Assigned task →
Extract all lines from the data beneath that include the word "access".

Collected data entries:

* * * * * * * * *

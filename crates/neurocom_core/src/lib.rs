pub mod access;
pub mod chat;
pub mod context;
pub mod conversation;
pub mod domain;
pub mod embedding;
pub mod error;
pub mod inbox;
pub mod journal;
pub mod learning;
#[cfg(any(test, feature = "test-util"))]
pub mod memory;
pub mod ports;
pub mod recap;
pub mod retrieval;
pub mod synthesis;

pub use access::{AccessChain, AccessControl, Guard, QuotaLimit, QuotaStatus, QuotaTable, RequestContext};
pub use chat::{ChatService, ChatSettings, ConversationalReply, GuardianReply};
pub use context::{ContextAssembler, ContextRequest, RetrievalSettings, RetrievalStrategy};
pub use conversation::ConversationStore;
pub use domain::{
    Booking, ContentKind, ConversationScope, ExpertMessage, Reflection, Resource, Session, Tier,
    Turn, User, UserCredentials, UserProfile,
};
pub use embedding::Embedder;
pub use error::{CoreError, CoreResult};
pub use inbox::{InboxLimits, InboxService};
pub use journal::Journal;
pub use learning::{LearningService, StepOutcome, TrackDetail, TrackOverview};
pub use ports::{
    ConversationRepository, EmbeddingService, GenerationService, InboxRepository,
    LearningRepository, PortError, PortResult, ReflectionRepository, UserRepository, VectorStore,
};
pub use retrieval::VectorGateway;
pub use synthesis::Synthesizer;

* * * * * * * * *

Response to the task →
pub mod access;
pub use access::{AccessChain, AccessControl, Guard, QuotaLimit, QuotaStatus, QuotaTable, RequestContext};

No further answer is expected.